▸ Work instruction
The lines wanted run from the first one below through the one with "fn from_path(path: &Path)". Return them exactly.
+===+
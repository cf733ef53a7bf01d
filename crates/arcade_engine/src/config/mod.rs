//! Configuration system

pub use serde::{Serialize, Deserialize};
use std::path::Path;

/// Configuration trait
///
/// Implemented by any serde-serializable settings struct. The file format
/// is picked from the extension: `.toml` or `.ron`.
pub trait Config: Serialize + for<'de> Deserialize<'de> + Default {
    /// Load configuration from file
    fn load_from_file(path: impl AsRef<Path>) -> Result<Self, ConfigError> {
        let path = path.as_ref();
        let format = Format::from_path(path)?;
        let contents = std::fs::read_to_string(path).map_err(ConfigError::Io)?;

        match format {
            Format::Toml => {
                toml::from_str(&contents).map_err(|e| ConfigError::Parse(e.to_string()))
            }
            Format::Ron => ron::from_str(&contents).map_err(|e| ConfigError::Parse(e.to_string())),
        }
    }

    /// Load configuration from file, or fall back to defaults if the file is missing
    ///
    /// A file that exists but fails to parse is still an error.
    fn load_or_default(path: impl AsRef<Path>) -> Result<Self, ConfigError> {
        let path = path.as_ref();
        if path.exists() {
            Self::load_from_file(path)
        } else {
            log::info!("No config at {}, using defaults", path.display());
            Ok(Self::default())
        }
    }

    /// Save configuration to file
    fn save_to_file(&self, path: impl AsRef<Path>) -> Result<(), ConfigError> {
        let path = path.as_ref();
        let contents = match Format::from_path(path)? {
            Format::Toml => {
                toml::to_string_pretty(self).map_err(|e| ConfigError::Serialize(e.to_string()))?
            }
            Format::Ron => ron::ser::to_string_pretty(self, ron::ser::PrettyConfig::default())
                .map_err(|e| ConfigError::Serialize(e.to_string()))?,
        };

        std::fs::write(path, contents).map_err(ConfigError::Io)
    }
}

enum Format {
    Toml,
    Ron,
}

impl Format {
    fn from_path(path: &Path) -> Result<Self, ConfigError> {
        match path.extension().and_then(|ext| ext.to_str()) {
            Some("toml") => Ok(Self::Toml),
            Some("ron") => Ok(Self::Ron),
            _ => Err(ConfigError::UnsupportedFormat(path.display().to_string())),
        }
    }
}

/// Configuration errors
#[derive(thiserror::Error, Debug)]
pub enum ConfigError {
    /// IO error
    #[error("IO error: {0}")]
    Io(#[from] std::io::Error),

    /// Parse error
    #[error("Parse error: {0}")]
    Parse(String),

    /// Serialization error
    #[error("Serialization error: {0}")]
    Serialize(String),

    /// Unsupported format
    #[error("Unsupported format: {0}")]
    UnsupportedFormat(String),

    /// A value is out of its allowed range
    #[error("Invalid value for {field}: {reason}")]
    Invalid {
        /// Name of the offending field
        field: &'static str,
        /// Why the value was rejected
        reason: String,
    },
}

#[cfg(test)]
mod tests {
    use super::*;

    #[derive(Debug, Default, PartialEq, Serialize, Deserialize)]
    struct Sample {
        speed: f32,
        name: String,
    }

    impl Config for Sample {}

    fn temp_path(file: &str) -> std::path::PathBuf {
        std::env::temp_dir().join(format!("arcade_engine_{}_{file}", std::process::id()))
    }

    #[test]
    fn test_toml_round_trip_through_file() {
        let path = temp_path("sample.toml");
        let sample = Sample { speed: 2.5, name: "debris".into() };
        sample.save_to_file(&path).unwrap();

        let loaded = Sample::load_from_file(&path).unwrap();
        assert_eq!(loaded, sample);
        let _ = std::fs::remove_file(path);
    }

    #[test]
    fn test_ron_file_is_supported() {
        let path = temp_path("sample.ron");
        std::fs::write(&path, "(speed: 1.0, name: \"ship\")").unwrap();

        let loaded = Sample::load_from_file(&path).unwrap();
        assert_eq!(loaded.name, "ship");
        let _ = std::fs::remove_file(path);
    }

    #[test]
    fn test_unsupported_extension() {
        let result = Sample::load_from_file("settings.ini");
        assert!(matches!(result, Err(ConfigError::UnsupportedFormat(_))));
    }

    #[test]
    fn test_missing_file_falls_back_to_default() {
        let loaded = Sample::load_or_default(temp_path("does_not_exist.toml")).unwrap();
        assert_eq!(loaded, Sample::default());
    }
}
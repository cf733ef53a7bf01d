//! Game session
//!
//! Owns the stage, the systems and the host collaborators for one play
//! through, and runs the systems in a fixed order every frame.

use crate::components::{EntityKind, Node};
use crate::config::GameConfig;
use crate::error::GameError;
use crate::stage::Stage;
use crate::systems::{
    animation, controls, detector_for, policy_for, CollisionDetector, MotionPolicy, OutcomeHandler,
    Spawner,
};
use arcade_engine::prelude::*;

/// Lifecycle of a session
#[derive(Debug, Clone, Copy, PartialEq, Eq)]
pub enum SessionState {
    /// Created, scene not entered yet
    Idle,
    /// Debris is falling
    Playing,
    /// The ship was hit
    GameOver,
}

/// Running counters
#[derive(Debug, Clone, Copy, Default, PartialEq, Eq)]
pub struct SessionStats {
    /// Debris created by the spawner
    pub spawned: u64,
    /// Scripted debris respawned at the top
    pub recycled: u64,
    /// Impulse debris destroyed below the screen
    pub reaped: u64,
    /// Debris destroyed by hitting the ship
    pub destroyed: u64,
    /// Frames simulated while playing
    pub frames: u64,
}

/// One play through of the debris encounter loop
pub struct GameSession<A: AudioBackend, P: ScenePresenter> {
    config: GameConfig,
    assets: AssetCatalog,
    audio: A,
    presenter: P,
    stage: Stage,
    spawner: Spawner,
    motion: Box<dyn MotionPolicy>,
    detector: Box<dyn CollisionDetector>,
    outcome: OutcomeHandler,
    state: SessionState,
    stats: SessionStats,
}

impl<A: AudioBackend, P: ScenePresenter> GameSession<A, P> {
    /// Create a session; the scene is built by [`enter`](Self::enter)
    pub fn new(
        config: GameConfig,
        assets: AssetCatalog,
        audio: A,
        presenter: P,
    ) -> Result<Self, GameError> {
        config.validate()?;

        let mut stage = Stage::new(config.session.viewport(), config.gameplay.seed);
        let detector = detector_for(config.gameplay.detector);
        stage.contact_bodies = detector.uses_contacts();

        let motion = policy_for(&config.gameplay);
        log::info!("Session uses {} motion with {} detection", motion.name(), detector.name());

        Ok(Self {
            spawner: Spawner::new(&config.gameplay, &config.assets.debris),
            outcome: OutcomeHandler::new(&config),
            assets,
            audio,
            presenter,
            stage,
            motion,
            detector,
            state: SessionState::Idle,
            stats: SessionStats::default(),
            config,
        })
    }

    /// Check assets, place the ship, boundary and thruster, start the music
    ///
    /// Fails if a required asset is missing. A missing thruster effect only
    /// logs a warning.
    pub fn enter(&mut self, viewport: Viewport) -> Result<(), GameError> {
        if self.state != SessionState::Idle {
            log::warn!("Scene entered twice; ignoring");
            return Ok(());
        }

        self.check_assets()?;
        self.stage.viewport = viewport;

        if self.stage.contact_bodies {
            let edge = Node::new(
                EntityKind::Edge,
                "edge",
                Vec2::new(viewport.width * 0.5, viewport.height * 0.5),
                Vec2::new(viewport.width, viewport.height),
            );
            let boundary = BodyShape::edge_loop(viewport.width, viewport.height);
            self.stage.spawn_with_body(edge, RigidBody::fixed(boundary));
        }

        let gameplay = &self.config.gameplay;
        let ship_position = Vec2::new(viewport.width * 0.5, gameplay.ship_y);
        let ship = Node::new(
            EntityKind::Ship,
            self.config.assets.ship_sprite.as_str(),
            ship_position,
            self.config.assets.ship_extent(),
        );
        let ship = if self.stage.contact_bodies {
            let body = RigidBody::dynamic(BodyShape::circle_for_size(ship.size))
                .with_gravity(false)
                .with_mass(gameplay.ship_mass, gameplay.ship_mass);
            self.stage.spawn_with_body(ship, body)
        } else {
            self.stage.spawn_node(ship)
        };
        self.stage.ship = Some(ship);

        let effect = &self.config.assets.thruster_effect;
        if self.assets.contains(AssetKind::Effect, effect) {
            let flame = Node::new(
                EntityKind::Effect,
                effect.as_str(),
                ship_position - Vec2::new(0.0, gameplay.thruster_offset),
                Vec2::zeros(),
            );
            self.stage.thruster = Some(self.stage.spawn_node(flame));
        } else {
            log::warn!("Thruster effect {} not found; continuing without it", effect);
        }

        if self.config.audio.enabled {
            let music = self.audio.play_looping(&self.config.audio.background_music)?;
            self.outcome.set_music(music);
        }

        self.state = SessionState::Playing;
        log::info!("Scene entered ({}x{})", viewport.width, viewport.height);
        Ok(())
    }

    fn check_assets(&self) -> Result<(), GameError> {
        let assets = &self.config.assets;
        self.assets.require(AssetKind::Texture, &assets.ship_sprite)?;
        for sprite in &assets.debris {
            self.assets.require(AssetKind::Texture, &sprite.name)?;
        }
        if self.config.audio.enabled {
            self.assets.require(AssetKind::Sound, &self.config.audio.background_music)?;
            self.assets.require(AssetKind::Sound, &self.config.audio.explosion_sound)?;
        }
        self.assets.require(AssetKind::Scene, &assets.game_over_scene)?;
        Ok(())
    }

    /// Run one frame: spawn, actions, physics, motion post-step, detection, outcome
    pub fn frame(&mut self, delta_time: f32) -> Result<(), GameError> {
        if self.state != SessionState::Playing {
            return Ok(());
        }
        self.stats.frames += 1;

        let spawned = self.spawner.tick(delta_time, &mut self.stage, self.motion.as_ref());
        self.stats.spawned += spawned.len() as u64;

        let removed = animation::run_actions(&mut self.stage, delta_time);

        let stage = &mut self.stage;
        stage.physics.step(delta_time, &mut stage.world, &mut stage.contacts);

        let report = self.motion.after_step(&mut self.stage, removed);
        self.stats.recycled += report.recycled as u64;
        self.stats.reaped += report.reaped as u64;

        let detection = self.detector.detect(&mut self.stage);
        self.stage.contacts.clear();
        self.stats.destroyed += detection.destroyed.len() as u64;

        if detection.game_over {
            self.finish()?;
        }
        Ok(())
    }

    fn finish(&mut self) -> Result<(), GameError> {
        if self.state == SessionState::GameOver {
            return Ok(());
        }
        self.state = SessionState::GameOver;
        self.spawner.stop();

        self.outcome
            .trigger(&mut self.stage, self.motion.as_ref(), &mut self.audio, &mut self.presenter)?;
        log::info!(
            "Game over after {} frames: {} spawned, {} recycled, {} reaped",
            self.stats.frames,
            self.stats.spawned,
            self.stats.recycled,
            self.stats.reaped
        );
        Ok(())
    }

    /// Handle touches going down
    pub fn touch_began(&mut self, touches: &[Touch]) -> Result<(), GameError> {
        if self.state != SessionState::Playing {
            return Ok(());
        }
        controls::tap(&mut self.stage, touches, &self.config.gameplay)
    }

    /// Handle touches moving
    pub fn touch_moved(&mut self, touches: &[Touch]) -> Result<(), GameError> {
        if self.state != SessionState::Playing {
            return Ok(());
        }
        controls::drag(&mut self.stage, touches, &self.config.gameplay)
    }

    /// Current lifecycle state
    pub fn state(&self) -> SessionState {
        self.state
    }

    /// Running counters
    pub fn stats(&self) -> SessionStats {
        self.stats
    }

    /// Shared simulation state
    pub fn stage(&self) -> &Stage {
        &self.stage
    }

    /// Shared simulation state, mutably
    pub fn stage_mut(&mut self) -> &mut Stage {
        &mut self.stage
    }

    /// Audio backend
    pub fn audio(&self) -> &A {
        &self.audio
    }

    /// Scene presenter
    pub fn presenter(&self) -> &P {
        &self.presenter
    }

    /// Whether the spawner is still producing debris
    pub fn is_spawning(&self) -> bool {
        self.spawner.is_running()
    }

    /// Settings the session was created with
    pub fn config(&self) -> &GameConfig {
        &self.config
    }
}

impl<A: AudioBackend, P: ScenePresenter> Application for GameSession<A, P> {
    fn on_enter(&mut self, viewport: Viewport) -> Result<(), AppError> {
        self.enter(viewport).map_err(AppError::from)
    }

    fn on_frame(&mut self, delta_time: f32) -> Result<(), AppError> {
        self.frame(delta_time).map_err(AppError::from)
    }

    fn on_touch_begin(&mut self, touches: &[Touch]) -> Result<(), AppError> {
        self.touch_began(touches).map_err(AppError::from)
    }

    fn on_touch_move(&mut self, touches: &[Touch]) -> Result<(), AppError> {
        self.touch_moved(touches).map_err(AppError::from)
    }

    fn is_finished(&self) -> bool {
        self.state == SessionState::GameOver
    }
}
+===+
▸ Result
repository cf733ef53a7bf01d
filename crates/arcade_engine/src/config/mod.rs
//! Configuration system

pub use serde::{Serialize, Deserialize};
use std::path::Path;

/// Configuration trait
///
/// Implemented by any serde-serializable settings struct. The file format
/// is picked from the extension: `.toml` or `.ron`.
pub trait Config: Serialize + for<'de> Deserialize<'de> + Default {
    /// Load configuration from file
    fn load_from_file(path: impl AsRef<Path>) -> Result<Self, ConfigError> {
        let path = path.as_ref();
        let format = Format::from_path(path)?;
        let contents = std::fs::read_to_string(path).map_err(ConfigError::Io)?;

        match format {
            Format::Toml => {
                toml::from_str(&contents).map_err(|e| ConfigError::Parse(e.to_string()))
            }
            Format::Ron => ron::from_str(&contents).map_err(|e| ConfigError::Parse(e.to_string())),
        }
    }

    /// Load configuration from file, or fall back to defaults if the file is missing
    ///
    /// A file that exists but fails to parse is still an error.
    fn load_or_default(path: impl AsRef<Path>) -> Result<Self, ConfigError> {
        let path = path.as_ref();
        if path.exists() {
            Self::load_from_file(path)
        } else {
            log::info!("No config at {}, using defaults", path.display());
            Ok(Self::default())
        }
    }

    /// Save configuration to file
    fn save_to_file(&self, path: impl AsRef<Path>) -> Result<(), ConfigError> {
        let path = path.as_ref();
        let contents = match Format::from_path(path)? {
            Format::Toml => {
                toml::to_string_pretty(self).map_err(|e| ConfigError::Serialize(e.to_string()))?
            }
            Format::Ron => ron::ser::to_string_pretty(self, ron::ser::PrettyConfig::default())
                .map_err(|e| ConfigError::Serialize(e.to_string()))?,
        };

        std::fs::write(path, contents).map_err(ConfigError::Io)
    }
}

enum Format {
    Toml,
    Ron,
}

impl Format {
    fn from_path(path: &Path) -> Result<Self, ConfigError> {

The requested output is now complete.